Traceback (most recent call last):
  File "/home/zy1130/agentscope/examples/small_llms_nscc/small_llms_finetuning_ToolBenchPlanner.py", line 127, in <module>
    main()
  File "/home/zy1130/agentscope/examples/small_llms_nscc/small_llms_finetuning_ToolBenchPlanner.py", line 82, in main
    dialog_agent = Finetune_DialogAgent(
  File "/home/zy1130/agentscope/src/agentscope/agents/agent.py", line 82, in __call__
    instance = super().__call__(*args, **kwargs)
  File "/home/zy1130/agentscope/examples/small_llms_nscc/finetune_dialogagent.py", line 49, in __init__
    super().__init__(
  File "/home/zy1130/agentscope/src/agentscope/agents/dialog_agent.py", line 45, in __init__
    super().__init__(
  File "/home/zy1130/agentscope/src/agentscope/agents/agent.py", line 195, in __init__
    self.model = load_model_by_config_name(model_config_name)
  File "/home/zy1130/agentscope/src/agentscope/models/__init__.py", line 117, in load_model_by_config_name
    return _get_model_wrapper(model_type=model_type)(**kwargs)

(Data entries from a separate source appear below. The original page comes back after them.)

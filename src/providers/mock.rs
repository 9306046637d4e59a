/*!
 * Mock provider implementation for testing.
 *
 * This module provides an in-memory provider that records every call and
 * can be told to fail:
 * - `MockProvider::working()` - Every request succeeds
 * - `MockProvider::failing()` - Every request fails with a transport error
 * - `with_failing_resource(slug)` - Requests touching `slug` fail
 */

use async_trait::async_trait;
use serde_json::Value;
use std::collections::{HashMap, HashSet};
use std::sync::{Arc, Mutex, MutexGuard};

use crate::errors::ProviderError;
use crate::providers::{
    NewResource, ProjectDetails, ResourceInfo, TranslationProvider, UpdateCounts,
};

/// A request received by the mock
#[derive(Debug, Clone, PartialEq)]
pub enum MockCall {
    ListResources,
    ProjectDetails,
    CreateResource { slug: String, name: String, content: String },
    UpdateResourceContent { resource: String, content: String },
    UpdateTranslationContent { resource: String, language: String, content: String },
    FetchTranslation { resource: String, language: String, mode: String },
    UpdateStringTranslation { resource: String, language: String, string_hash: String, translation: Value },
    UpdateSourceInstruction { resource: String, string_hash: String, comment: String },
    CreateLanguage { language: String, coordinators: Vec<String> },
}

impl MockCall {
    /// True for calls that change provider-side state
    pub fn is_write(&self) -> bool {
        !matches!(
            self,
            Self::ListResources | Self::ProjectDetails | Self::FetchTranslation { .. }
        )
    }
}

/// Behavior mode for the mock provider
#[derive(Debug, Clone, Copy, PartialEq)]
pub enum MockBehavior {
    /// Always succeeds
    Working,
    /// Always fails with a transport error
    Failing,
}

#[derive(Debug, Default)]
struct MockState {
    calls: Vec<MockCall>,
    details: ProjectDetails,
    translations: HashMap<(String, String), String>,
    failing_resources: HashSet<String>,
    failing_languages: HashSet<String>,
    counts: UpdateCounts,
}

/// Mock provider for testing synchronization behavior
#[derive(Debug, Clone)]
pub struct MockProvider {
    behavior: MockBehavior,
    state: Arc<Mutex<MockState>>,
}

impl MockProvider {
    /// Create a new mock provider with the specified behavior
    pub fn new(behavior: MockBehavior) -> Self {
        Self {
            behavior,
            state: Arc::new(Mutex::new(MockState::default())),
        }
    }

    /// Create a working mock provider that always succeeds
    pub fn working() -> Self {
        Self::new(MockBehavior::Working)
    }

    /// Create a failing mock provider that always errors
    pub fn failing() -> Self {
        Self::new(MockBehavior::Failing)
    }

    /// Make every request about `resource` fail with a transport error
    pub fn with_failing_resource(self, resource: &str) -> Self {
        self.state().failing_resources.insert(resource.to_string());
        self
    }

    /// Make every request about `language` fail with a rejection
    pub fn with_failing_language(self, language: &str) -> Self {
        self.state().failing_languages.insert(language.to_string());
        self
    }

    /// Set the project details returned by `project_details` and `list_resources`
    pub fn with_project_details(self, teams: &[&str], resources: &[&str]) -> Self {
        self.state().details = ProjectDetails {
            teams: teams.iter().map(|t| t.to_string()).collect(),
            resources: resources
                .iter()
                .map(|slug| ResourceInfo {
                    slug: slug.to_string(),
                    name: slug.to_string(),
                })
                .collect(),
        };
        self
    }

    /// Set the body returned when fetching `resource` in `language`
    pub fn with_translation(self, resource: &str, language: &str, body: &str) -> Self {
        self.state()
            .translations
            .insert((resource.to_string(), language.to_string()), body.to_string());
        self
    }

    /// Set the counts returned by content uploads
    pub fn with_counts(self, counts: UpdateCounts) -> Self {
        self.state().counts = counts;
        self
    }

    /// Every call received so far, in arrival order
    pub fn calls(&self) -> Vec<MockCall> {
        self.state().calls.clone()
    }

    /// Number of calls that would have changed provider-side state
    pub fn write_count(&self) -> usize {
        self.state().calls.iter().filter(|c| c.is_write()).count()
    }

    fn state(&self) -> MutexGuard<'_, MockState> {
        // A panicking test thread must not hide the recorded calls
        self.state.lock().unwrap_or_else(|poisoned| poisoned.into_inner())
    }

    fn record(&self, call: MockCall, resource: Option<&str>, language: Option<&str>) -> Result<(), ProviderError> {
        let mut state = self.state();
        state.calls.push(call);

        if self.behavior == MockBehavior::Failing {
            return Err(ProviderError::Transport("Simulated provider failure".to_string()));
        }
        if let Some(resource) = resource {
            if state.failing_resources.contains(resource) {
                return Err(ProviderError::Transport(format!(
                    "Simulated transport failure for {}",
                    resource
                )));
            }
        }
        if let Some(language) = language {
            if state.failing_languages.contains(language) {
                return Err(ProviderError::Rejected {
                    status: 404,
                    body: format!("Language {} not found", language),
                });
            }
        }
        Ok(())
    }
}

#[async_trait]
impl TranslationProvider for MockProvider {
    async fn list_resources(&self) -> Result<Vec<ResourceInfo>, ProviderError> {
        self.record(MockCall::ListResources, None, None)?;
        Ok(self.state().details.resources.clone())
    }

    async fn project_details(&self) -> Result<ProjectDetails, ProviderError> {
        self.record(MockCall::ProjectDetails, None, None)?;
        Ok(self.state().details.clone())
    }

    async fn create_resource(&self, resource: &NewResource) -> Result<(), ProviderError> {
        self.record(
            MockCall::CreateResource {
                slug: resource.slug.clone(),
                name: resource.name.clone(),
                content: resource.content.clone(),
            },
            Some(&resource.slug),
            None,
        )
    }

    async fn update_resource_content(
        &self,
        resource: &str,
        content: &str,
    ) -> Result<UpdateCounts, ProviderError> {
        self.record(
            MockCall::UpdateResourceContent {
                resource: resource.to_string(),
                content: content.to_string(),
            },
            Some(resource),
            None,
        )?;
        Ok(self.state().counts)
    }

    async fn update_translation_content(
        &self,
        resource: &str,
        language: &str,
        content: &str,
    ) -> Result<UpdateCounts, ProviderError> {
        self.record(
            MockCall::UpdateTranslationContent {
                resource: resource.to_string(),
                language: language.to_string(),
                content: content.to_string(),
            },
            Some(resource),
            Some(language),
        )?;
        Ok(self.state().counts)
    }

    async fn fetch_translation(
        &self,
        resource: &str,
        language: &str,
        mode: &str,
    ) -> Result<String, ProviderError> {
        self.record(
            MockCall::FetchTranslation {
                resource: resource.to_string(),
                language: language.to_string(),
                mode: mode.to_string(),
            },
            Some(resource),
            Some(language),
        )?;
        self.state()
            .translations
            .get(&(resource.to_string(), language.to_string()))
            .cloned()
            .ok_or_else(|| ProviderError::Rejected {
                status: 404,
                body: format!("No {} translation for {}", language, resource),
            })
    }

    async fn update_string_translation(
        &self,
        resource: &str,
        language: &str,
        string_hash: &str,
        translation: &Value,
    ) -> Result<(), ProviderError> {
        self.record(
            MockCall::UpdateStringTranslation {
                resource: resource.to_string(),
                language: language.to_string(),
                string_hash: string_hash.to_string(),
                translation: translation.clone(),
            },
            Some(resource),
            Some(language),
        )
    }

    async fn update_source_instruction(
        &self,
        resource: &str,
        string_hash: &str,
        comment: &str,
    ) -> Result<(), ProviderError> {
        self.record(
            MockCall::UpdateSourceInstruction {
                resource: resource.to_string(),
                string_hash: string_hash.to_string(),
                comment: comment.to_string(),
            },
            Some(resource),
            None,
        )
    }

    async fn create_language(
        &self,
        language: &str,
        coordinators: &[String],
    ) -> Result<(), ProviderError> {
        self.record(
            MockCall::CreateLanguage {
                language: language.to_string(),
                coordinators: coordinators.to_vec(),
            },
            None,
            Some(language),
        )
    }
}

  File "/home/zy1130/agentscope/examples/small_llms_nscc/huggingface_model.py", line 107, in __init__
    self.model = self.fine_tune_training(
  File "/home/zy1130/agentscope/examples/small_llms_nscc/huggingface_model.py", line 664, in fine_tune_training
    trainer.train()
  File "/home/zy1130/anaconda3/envs/agentscope/lib/python3.10/site-packages/trl/trainer/sft_trainer.py", line 440, in train
    output = super().train(*args, **kwargs)

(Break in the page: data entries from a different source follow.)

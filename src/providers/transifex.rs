use async_trait::async_trait;
use log::{debug, error};
use reqwest::{Client, RequestBuilder, StatusCode};
use serde::de::DeserializeOwned;
use serde::Serialize;
use serde_json::{json, Value};
use std::time::Duration;
use url::Url;

use crate::app_config::Config;
use crate::errors::ProviderError;

use super::{NewResource, ProjectDetails, ResourceInfo, TranslationProvider, UpdateCounts};

/// Content type tag for `.resjson` uploads
const I18N_TYPE: &str = "RESJSON";

/// Transifex client for the project API
#[derive(Debug, Clone)]
pub struct Transifex {
    /// HTTP client for API requests
    client: Client,
    /// API base URL
    base_url: Url,
    /// Project slug
    project: String,
    user: String,
    pass: String,
}

/// Upload payload for source or translation content
#[derive(Debug, Serialize)]
struct ContentRequest<'a> {
    content: &'a str,
    i18n_type: &'a str,
}

/// Resource creation payload as sent over the wire
#[derive(Debug, Serialize)]
struct CreateResourceRequest<'a> {
    name: &'a str,
    slug: &'a str,
    content: &'a str,
    i18n_type: &'a str,
}

impl Transifex {
    /// Create a client for `project` at `api`
    pub fn new(
        api: &str,
        project: impl Into<String>,
        user: impl Into<String>,
        pass: impl Into<String>,
        timeout_secs: u64,
    ) -> Result<Self, ProviderError> {
        // Segments are appended to the base, so it must be a directory-like URL
        let base_url = Url::parse(api.trim_end_matches('/'))
            .map_err(|e| ProviderError::Transport(format!("invalid API URL {}: {}", api, e)))?;
        if base_url.cannot_be_a_base() {
            return Err(ProviderError::Transport(format!("invalid API URL {}", api)));
        }

        Ok(Self {
            client: Client::builder()
                .timeout(Duration::from_secs(timeout_secs))
                .build()
                .unwrap_or_default(),
            base_url,
            project: project.into(),
            user: user.into(),
            pass: pass.into(),
        })
    }

    /// Create a client from the application configuration
    pub fn from_config(config: &Config) -> Result<Self, ProviderError> {
        Self::new(
            &config.transifex.api,
            config.transifex.project_slug.clone(),
            config.transifex.auth.user.clone(),
            config.transifex.auth.pass.clone(),
            config.timeout_secs,
        )
    }

    /// Build `<api>/project/<slug>/<segments...>`; each segment is percent-encoded
    fn project_url(&self, segments: &[&str]) -> Url {
        let mut url = self.base_url.clone();
        if let Ok(mut path) = url.path_segments_mut() {
            path.pop_if_empty().push("project").push(&self.project);
            path.extend(segments);
        }
        url
    }

    async fn send(&self, request: RequestBuilder, url: &Url, expected: StatusCode) -> Result<String, ProviderError> {
        let response = request
            .basic_auth(&self.user, Some(&self.pass))
            .send()
            .await
            .map_err(|e| {
                error!("Request to {} failed: {}", url, e);
                ProviderError::Transport(e.to_string())
            })?;

        let status = response.status();
        let body = response
            .text()
            .await
            .map_err(|e| ProviderError::Transport(e.to_string()))?;

        if status != expected {
            debug!("Error while accessing URL {}: [{}] {}", url, status.as_u16(), body);
            return Err(ProviderError::Rejected {
                status: status.as_u16(),
                body,
            });
        }

        debug!("Received {} response from {}", status.as_u16(), url);
        Ok(body)
    }

    async fn get_json<T: DeserializeOwned>(&self, url: Url) -> Result<T, ProviderError> {
        let body = self.send(self.client.get(url.clone()), &url, StatusCode::OK).await?;
        serde_json::from_str(&body).map_err(|e| ProviderError::ParseError(e.to_string()))
    }

    async fn put_json<T: Serialize + ?Sized>(&self, url: Url, payload: &T) -> Result<String, ProviderError> {
        self.send(self.client.put(url.clone()).json(payload), &url, StatusCode::OK)
            .await
    }

    async fn put_content(&self, url: Url, content: &str) -> Result<UpdateCounts, ProviderError> {
        let body = self
            .put_json(url, &ContentRequest { content, i18n_type: I18N_TYPE })
            .await?;
        serde_json::from_str(&body).map_err(|e| ProviderError::ParseError(e.to_string()))
    }
}

#[async_trait]
impl TranslationProvider for Transifex {
    async fn list_resources(&self) -> Result<Vec<ResourceInfo>, ProviderError> {
        self.get_json(self.project_url(&["resources", ""])).await
    }

    async fn project_details(&self) -> Result<ProjectDetails, ProviderError> {
        let mut url = self.project_url(&[""]);
        url.set_query(Some("details"));
        self.get_json(url).await
    }

    async fn create_resource(&self, resource: &NewResource) -> Result<(), ProviderError> {
        let url = self.project_url(&["resources", ""]);
        let payload = CreateResourceRequest {
            name: &resource.name,
            slug: &resource.slug,
            content: &resource.content,
            i18n_type: I18N_TYPE,
        };
        self.send(self.client.post(url.clone()).json(&payload), &url, StatusCode::CREATED)
            .await?;
        Ok(())
    }

    async fn update_resource_content(
        &self,
        resource: &str,
        content: &str,
    ) -> Result<UpdateCounts, ProviderError> {
        self.put_content(self.project_url(&["resource", resource, "content"]), content)
            .await
    }

    async fn update_translation_content(
        &self,
        resource: &str,
        language: &str,
        content: &str,
    ) -> Result<UpdateCounts, ProviderError> {
        let url = self.project_url(&["resource", resource, "translation", language, ""]);
        self.put_content(url, content).await
    }

    async fn fetch_translation(
        &self,
        resource: &str,
        language: &str,
        mode: &str,
    ) -> Result<String, ProviderError> {
        let mut url = self.project_url(&["resource", resource, "translation", language, ""]);
        url.query_pairs_mut().append_key_only("file").append_pair("mode", mode);
        self.send(self.client.get(url.clone()), &url, StatusCode::OK).await
    }

    async fn update_string_translation(
        &self,
        resource: &str,
        language: &str,
        string_hash: &str,
        translation: &Value,
    ) -> Result<(), ProviderError> {
        let url = self.project_url(&[
            "resource",
            resource,
            "translation",
            language,
            "string",
            string_hash,
            "",
        ]);
        self.put_json(url, &json!({ "translation": translation })).await?;
        Ok(())
    }

    async fn update_source_instruction(
        &self,
        resource: &str,
        string_hash: &str,
        comment: &str,
    ) -> Result<(), ProviderError> {
        let url = self.project_url(&["resource", resource, "source", string_hash, ""]);
        self.put_json(url, &json!({ "comment": comment })).await?;
        Ok(())
    }

    async fn create_language(
        &self,
        language: &str,
        coordinators: &[String],
    ) -> Result<(), ProviderError> {
        let url = self.project_url(&["languages", ""]);
        let payload = json!({ "language_code": language, "coordinators": coordinators });
        self.send(self.client.post(url.clone()).json(&payload), &url, StatusCode::CREATED)
            .await?;
        Ok(())
    }
}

  File "/home/zy1130/anaconda3/envs/agentscope/lib/python3.10/site-packages/transformers/trainer.py", line 1885, in train
    return inner_training_loop(
  File "/home/zy1130/anaconda3/envs/agentscope/lib/python3.10/site-packages/transformers/trainer.py", line 2216, in _inner_training_loop
    tr_loss_step = self.training_step(model, inputs)
  File "/home/zy1130/anaconda3/envs/agentscope/lib/python3.10/site-packages/transformers/trainer.py", line 3238, in training_step
    loss = self.compute_loss(model, inputs)

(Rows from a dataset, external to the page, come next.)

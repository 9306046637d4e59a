/*!
 * Tests for the structural merge of translated values
 */

use serde_json::json;

use resjson_sync::resource::{reorder_and_replace, reorder_and_replace_text, ResourceDocument};

const SOURCE: &str = "{\n    // Application strings\n    \"app.title\": \"Resource Sync\",\n    \"_app.title.comment\": \"Shown in the title bar\",\n    \"greeting\" : \"Hello\",\n    \"farewell\":\"Goodbye\"\n}\n";

/// Test that the merged text follows the source layout byte for byte
#[test]
fn test_reorder_and_replace_withShuffledTranslation_shouldKeepSourceLayout() {
    let translated = ResourceDocument::from_pairs(vec![
        ("farewell", json!("Näkemiin")),
        ("greeting", json!("Hei")),
        ("app.title", json!("Resurssisynkka")),
    ]);

    let report = reorder_and_replace(SOURCE, &translated).expect("merge should succeed");

    let expected = "{\n    // Application strings\n    \"app.title\": \"Resurssisynkka\",\n    \"_app.title.comment\": \"Shown in the title bar\",\n    \"greeting\" : \"Hei\",\n    \"farewell\":\"Näkemiin\"\n}\n";
    assert_eq!(report.text, expected);
    assert!(report.is_complete());
    assert_eq!(report.replaced.len(), 3);
}

/// Test that an empty translation leaves the source untouched
#[test]
fn test_reorder_and_replace_withEmptyTranslation_shouldReturnSource() {
    let report = reorder_and_replace(SOURCE, &ResourceDocument::default()).expect("merge");
    assert_eq!(report.text, SOURCE);
    assert!(report.replaced.is_empty());
}

/// Test that translated annotations never replace source annotations
#[test]
fn test_reorder_and_replace_withTranslatedAnnotation_shouldKeepSourceAnnotation() {
    let translated = ResourceDocument::from_pairs(vec![
        ("_app.title.comment", json!("Käännetty kommentti")),
        ("app.title", json!("Otsikko")),
    ]);

    let report = reorder_and_replace(SOURCE, &translated).expect("merge");

    assert!(report.text.contains("\"_app.title.comment\": \"Shown in the title bar\""));
    assert!(report.text.contains("\"app.title\": \"Otsikko\""));
}

/// Test that keys missing from the source are reported, not inserted
#[test]
fn test_reorder_and_replace_withUnknownKey_shouldReportUnmatched() {
    let translated = ResourceDocument::from_pairs(vec![
        ("greeting", json!("Hej")),
        ("obsolete", json!("Gammal")),
    ]);

    let report = reorder_and_replace(SOURCE, &translated).expect("merge");

    assert_eq!(report.unmatched, vec!["obsolete"]);
    assert!(!report.is_complete());
    assert!(!report.text.contains("Gammal"));
    assert!(report.text.contains("\"greeting\" : \"Hej\""));
}

/// Test that translations needing escapes are written as valid strings
#[test]
fn test_reorder_and_replace_withQuotesInValue_shouldEscapeThem() {
    let translated = ResourceDocument::from_pairs(vec![("greeting", json!("Say \"hi\"\n"))]);

    let report = reorder_and_replace(SOURCE, &translated).expect("merge");

    assert!(report.text.contains(r#""greeting" : "Say \"hi\"\n""#));
    let reparsed = ResourceDocument::parse(&report.text).expect("merged text should parse");
    assert_eq!(reparsed.get("greeting"), Some(&json!("Say \"hi\"\n")));
}

/// Test that source values containing escaped quotes are fully replaced
#[test]
fn test_reorder_and_replace_withEscapedSourceValue_shouldReplaceWholeValue() {
    let source = r#"{"quote": "He said \"no\"", "next": "x"}"#;
    let translated = ResourceDocument::from_pairs(vec![("quote", json!("Hän sanoi ei"))]);

    let report = reorder_and_replace(source, &translated).expect("merge");

    assert_eq!(report.text, r#"{"quote": "Hän sanoi ei", "next": "x"}"#);
}

/// Test that dotted keys only match themselves
#[test]
fn test_reorder_and_replace_withDottedKey_shouldNotMatchSimilarKeys() {
    let source = r#"{"a.b": "one", "axb": "two", "subtitle": "three", "title": "four"}"#;
    let translated = ResourceDocument::from_pairs(vec![
        ("a.b", json!("yksi")),
        ("title", json!("neljä")),
    ]);

    let report = reorder_and_replace(source, &translated).expect("merge");

    assert_eq!(
        report.text,
        r#"{"a.b": "yksi", "axb": "two", "subtitle": "three", "title": "neljä"}"#
    );
}

/// Test the text entry point with relaxed translated text
#[test]
fn test_reorder_and_replace_text_withRelaxedTranslation_shouldMerge() {
    let translated_text = "{\n  // pulled\n  'greeting': 'Hallo',\n}";

    let report = reorder_and_replace_text(SOURCE, translated_text, "de-DE/main.resjson")
        .expect("merge");

    assert!(report.text.contains("\"greeting\" : \"Hallo\""));
    assert!(report.text.contains("\"farewell\":\"Goodbye\""));
}

/// Test that unparseable translated text is an error
#[test]
fn test_reorder_and_replace_text_withMalformedTranslation_shouldFail() {
    assert!(reorder_and_replace_text(SOURCE, "{\"greeting\": ", "broken").is_err());
}

/// Test that keys written with escapes in the source still find their value
#[test]
fn test_reorder_and_replace_withEscapedKeys_shouldMatchDecodedKey() {
    let source = "{\n  \"say \\\"hi\\\"\": \"Say hi\",\n  \"k\\u00e4y\": \"Go\"\n}";
    let translated = ResourceDocument::from_pairs(vec![
        ("say \"hi\"", json!("Sano hei")),
        ("käy", json!("Mene")),
    ]);

    let report = reorder_and_replace(source, &translated).expect("merge");

    assert!(report.is_complete(), "unmatched: {:?}", report.unmatched);
    assert_eq!(
        report.text,
        "{\n  \"say \\\"hi\\\"\": \"Sano hei\",\n  \"k\\u00e4y\": \"Mene\"\n}"
    );
}

/// Test that commented-out assignments are copied through untouched
#[test]
fn test_reorder_and_replace_withCommentedAssignment_shouldLeaveCommentAlone() {
    let source = "{\n  // \"greeting\": \"old\"\n  /* \"greeting\": \"older\" */\n  \"greeting\": \"Hello\"\n}";
    let translated = ResourceDocument::from_pairs(vec![("greeting", json!("Hei"))]);

    let report = reorder_and_replace(source, &translated).expect("merge");

    assert_eq!(
        report.text,
        "{\n  // \"greeting\": \"old\"\n  /* \"greeting\": \"older\" */\n  \"greeting\": \"Hei\"\n}"
    );
}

  File "/home/zy1130/anaconda3/envs/agentscope/lib/python3.10/site-packages/transformers/trainer.py", line 3264, in compute_loss
    outputs = model(**inputs)
  File "/home/zy1130/anaconda3/envs/agentscope/lib/python3.10/site-packages/torch/nn/modules/module.py", line 1532, in _wrapped_call_impl
    return self._call_impl(*args, **kwargs)
  File "/home/zy1130/anaconda3/envs/agentscope/lib/python3.10/site-packages/torch/nn/modules/module.py", line 1541, in _call_impl
    return forward_call(*args, **kwargs)
  File "/home/zy1130/anaconda3/envs/agentscope/lib/python3.10/site-packages/accelerate/hooks.py", line 166, in new_forward
    output = module._old_forward(*args, **kwargs)
  File "/home/zy1130/anaconda3/envs/agentscope/lib/python3.10/site-packages/transformers/models/llama/modeling_llama.py", line 1164, in forward
    outputs = self.model(
  File "/home/zy1130/anaconda3/envs/agentscope/lib/python3.10/site-packages/torch/nn/modules/module.py", line 1532, in _wrapped_call_impl
    return self._call_impl(*args, **kwargs)
  File "/home/zy1130/anaconda3/envs/agentscope/lib/python3.10/site-packages/torch/nn/modules/module.py", line 1541, in _call_impl
    return forward_call(*args, **kwargs)
  File "/home/zy1130/anaconda3/envs/agentscope/lib/python3.10/site-packages/transformers/models/llama/modeling_llama.py", line 934, in forward
    cache_position = torch.arange(
RuntimeError: CUDA error: device-side assert triggered
CUDA kernel errors might be asynchronously reported at some other API call, so the stacktrace below might be incorrect.
For debugging consider passing CUDA_LAUNCH_BLOCKING=1.
Compile with `TORCH_USE_CUDA_DSA` to enable device-side assertions.

by default sfttrainer will use multiple gpus if available. If I force it to use only 1 gpu with

os.environ['CUDA_VISIBLE_DEVICES'] = '0'

the error goes away. If I set per_device_train_batch_size to 1, the error also goes away. I tried on two different fine-tuning dataset from huggingface and both gave this error. Any idea why this occurs and how to address it? I found debugging hard because setting os.environ['CUDA_LAUNCH_BLOCKING'] = '1' the training simply won’t start and does not give any error, plus the error occurred within sfttrainer’s code which is not exposed to users.